Job applications typically include a cover email and resume; In the case of 19-year-old Nisarja Adhikari, it was a blog post detailing vulnerabilities in the Central Board of Secondary Education’s on-screen portal.
Adhikari was appointed this week as an Open Source Intelligence (OSINT) and Threat Intelligence Architect at IIT Kanpur’s C3iHub Technology Innovation Centre.
IIT Kanpur director Manindra Agrawal said he reached out to Adhikary after reading the post, which was published on May 22.
“Nisarja Adhikari has been appointed as an engineer in our cybersecurity team. A few years ago, we had similarly appointed two young engineers to the same team. I am not sure if he is the youngest recruit at IIT Kanpur, but he is definitely among the youngest engineers to be appointed in the institute,” Agrawal added.
The weaknesses highlighted by Adhikary are just one thread in the controversy that has erupted over the adoption of screen tagging.
HT reports discovered that the process has been expedited. Worse still, with no bids for the first tender and the second unsuccessful, the technical standards were lowered for the third tender, which Coempt Edu Teck eventually won.
Read also: How a Class XII student became a techie at the age of 19 allegedly hacked the CBSE exam website
The HT report also discovered that the cybersecurity certificates provided by Coempt covered a different customer’s deployment of the same software but in a pre-production environment, and that another certificate was almost two years old.
At IIT Kanpur, Adhikary, who passed his Class 12 exams this year, will analyze actionable information from publicly available sources and identify vulnerabilities in websites and applications, helping organizations address and patch potential security flaws, officials said on Tuesday. He was appointed on a contractual basis as an engineer within the institute’s cybersecurity team.
“I am excited about this opportunity because it is the first time I will be working in a security-focused role,” Adhikari said. “In my previous jobs, I primarily worked as a software engineer, while cybersecurity was just a hobby.”

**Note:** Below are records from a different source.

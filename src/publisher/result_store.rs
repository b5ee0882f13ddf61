use std::time::Instant;

use dashmap::DashMap;
use parking_lot::Mutex;
use tokio::sync::broadcast;
use tracing::debug;
use tracing::trace;

use crate::DiscoveryEvent;
use crate::DiscoveryResult;
use crate::DiscoveryResultPublisher;
use crate::ThingUid;
use crate::DISCOVERY_EVENT_CHANNEL_CAPACITY;

#[derive(Debug, Clone)]
pub struct PublishedResult {
    pub result: DiscoveryResult,
    pub refreshed_at: Instant,
}

impl PublishedResult {
    fn is_expired(
        &self,
        now: Instant,
    ) -> bool {
        self.result
            .ttl()
            .is_some_and(|ttl| now.saturating_duration_since(self.refreshed_at) >= ttl)
    }

    fn represents_same_device(
        &self,
        other: &DiscoveryResult,
    ) -> bool {
        match (other.representation_property(), other.representation_value()) {
            (Some(key), Some(value)) => {
                self.result.representation_property() == Some(key)
                    && self.result.representation_value() == Some(value)
            }
            _ => false,
        }
    }
}

/// In-memory published result set.
///
/// Reads go straight to the map. Every mutation (publish, retract, cleanup)
/// holds `write_lock`, so a cleanup pass never interleaves with a publish and
/// duplicate reconciliation sees a stable set.
///
/// Changes are broadcast as [`DiscoveryEvent`]s; a subscriber that falls
/// more than the channel capacity behind misses events instead of blocking
/// publishers.
pub struct InMemoryResultStore {
    results: DashMap<ThingUid, PublishedResult>,
    write_lock: Mutex<()>,
    events: broadcast::Sender<DiscoveryEvent>,
}

impl std::fmt::Debug for InMemoryResultStore {
    fn fmt(
        &self,
        f: &mut std::fmt::Formatter<'_>,
    ) -> std::fmt::Result {
        f.debug_struct("InMemoryResultStore")
            .field("results", &self.results.len())
            .finish()
    }
}

impl Default for InMemoryResultStore {
    fn default() -> Self {
        Self::new()
    }
}

impl InMemoryResultStore {
    pub fn new() -> Self {
        let (events, _) = broadcast::channel(DISCOVERY_EVENT_CHANNEL_CAPACITY);
        Self {
            results: DashMap::new(),
            write_lock: Mutex::new(()),
            events,
        }
    }

    pub fn subscribe(&self) -> broadcast::Receiver<DiscoveryEvent> {
        self.events.subscribe()
    }

    pub fn get(
        &self,
        uid: &ThingUid,
    ) -> Option<PublishedResult> {
        self.results.get(uid).map(|r| r.value().clone())
    }

    pub fn contains(
        &self,
        uid: &ThingUid,
    ) -> bool {
        self.results.contains_key(uid)
    }

    pub fn len(&self) -> usize {
        self.results.len()
    }

    pub fn is_empty(&self) -> bool {
        self.results.is_empty()
    }

    /// Caller holds `write_lock`
    fn remove_all(
        &self,
        uids: &[ThingUid],
    ) {
        for uid in uids {
            if self.results.remove(uid).is_some() {
                trace!(uid = %uid, "result retracted");
                let _ = self.events.send(DiscoveryEvent::Removed(uid.clone()));
            }
        }
    }
}

impl DiscoveryResultPublisher for InMemoryResultStore {
    fn publish(
        &self,
        result: DiscoveryResult,
    ) {
        let _guard = self.write_lock.lock();

        let duplicates: Vec<ThingUid> = self
            .results
            .iter()
            .filter(|entry| entry.key() != result.thing_uid() && entry.value().represents_same_device(&result))
            .map(|entry| entry.key().clone())
            .collect();
        if !duplicates.is_empty() {
            debug!(
                uid = %result.thing_uid(),
                "replacing {} result(s) reported for the same device",
                duplicates.len()
            );
            self.remove_all(&duplicates);
        }

        let uid = result.thing_uid().clone();
        let refreshed = self
            .results
            .insert(
                uid.clone(),
                PublishedResult {
                    result: result.clone(),
                    refreshed_at: Instant::now(),
                },
            )
            .is_some();
        trace!(uid = %uid, refreshed, "result published");
        let _ = self.events.send(DiscoveryEvent::Discovered(result));
    }

    fn retract(
        &self,
        uid: &ThingUid,
    ) -> bool {
        let _guard = self.write_lock.lock();
        let removed = self.results.remove(uid).is_some();
        if removed {
            let _ = self.events.send(DiscoveryEvent::Removed(uid.clone()));
        }
        removed
    }

    fn retract_older_than(
        &self,
        instant: Instant,
    ) -> Vec<ThingUid> {
        let _guard = self.write_lock.lock();
        let stale: Vec<ThingUid> = self
            .results
            .iter()
            .filter(|entry| entry.value().refreshed_at < instant)
            .map(|entry| entry.key().clone())
            .collect();
        self.remove_all(&stale);
        stale
    }

    fn retract_expired(
        &self,
        now: Instant,
    ) -> Vec<ThingUid> {
        let _guard = self.write_lock.lock();
        let expired: Vec<ThingUid> = self
            .results
            .iter()
            .filter(|entry| entry.value().is_expired(now))
            .map(|entry| entry.key().clone())
            .collect();
        self.remove_all(&expired);
        expired
    }

    fn results_for_bridge(
        &self,
        bridge_uid: &ThingUid,
    ) -> Vec<ThingUid> {
        self.results
            .iter()
            .filter(|entry| entry.value().result.bridge_uid() == Some(bridge_uid))
            .map(|entry| entry.key().clone())
            .collect()
    }

    fn results(&self) -> Vec<DiscoveryResult> {
        self.results.iter().map(|entry| entry.value().result.clone()).collect()
    }
}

No one in his family works in cybersecurity and his parents work in the financial sector. “I started programming when I was six or seven years old, but I got seriously involved in cybersecurity and started participating in Capture the Flag (CTF) and other cybersecurity competitions when I was in sixth grade,” he said.
CTF (Capture the Flag) refers to game-based hacking contests or puzzles where participants test and develop their ethical hacking skills by legally discovering “flags” (hidden text strings) hidden within intentionally vulnerable software, websites, or networks.
Both Adhikary and IIT Kanpur officials declined to disclose his pay, though Adhikary indicated it was less than he expected.
Read also: ‘No security breach’: CBSE clarifies after Class 12 student claims ‘vulnerabilities’ in OSM portal
“The salary is good, but I was expecting a little more. I’m used to working on projects and with companies based in the US, and I miss the financial advantage that comes with earning in dollars due to the conversion of US dollars to Indian rupees,” he said.
Adhikary does not plan to enroll in college at the moment.
“I want to work on building on startups and products that people use,” he said. “I’m not very interested in academia.”
On the directions of Union Education Minister Dharmendra Pradhan on May 24, IIT Madras and IIT Kanpur deputed a four-member team of computer systems, operations and cybersecurity experts to help CBSE address glitches in the post-results services portal.
Agrawal, who was stationed at the CBSE headquarters in Delhi as part of the exercise, met Adhikari in the capital about two weeks ago.
“Adhikari is undoubtedly very talented, but he still has a lot to learn and develop. IIT Kanpur is offering him this opportunity. I believe he will do very well if he continues to work hard,” Agrawal said.
In his blog, Adhikari said he reported the vulnerabilities to Indian cybersecurity watchdog CERT-In on February 25. As HT reported on June 6, it identified five serious flaws in the OSM portal, including storing the master password in plaintext that allows users to bypass two-factor authentication entirely. He said he alerted CERT-In to these issues, but only one vulnerability was patched while the remaining flaws persisted until the portal was eventually removed.
Adhikari told HT that this will be his first job in an educational institute, though he has previously worked professionally with several startups.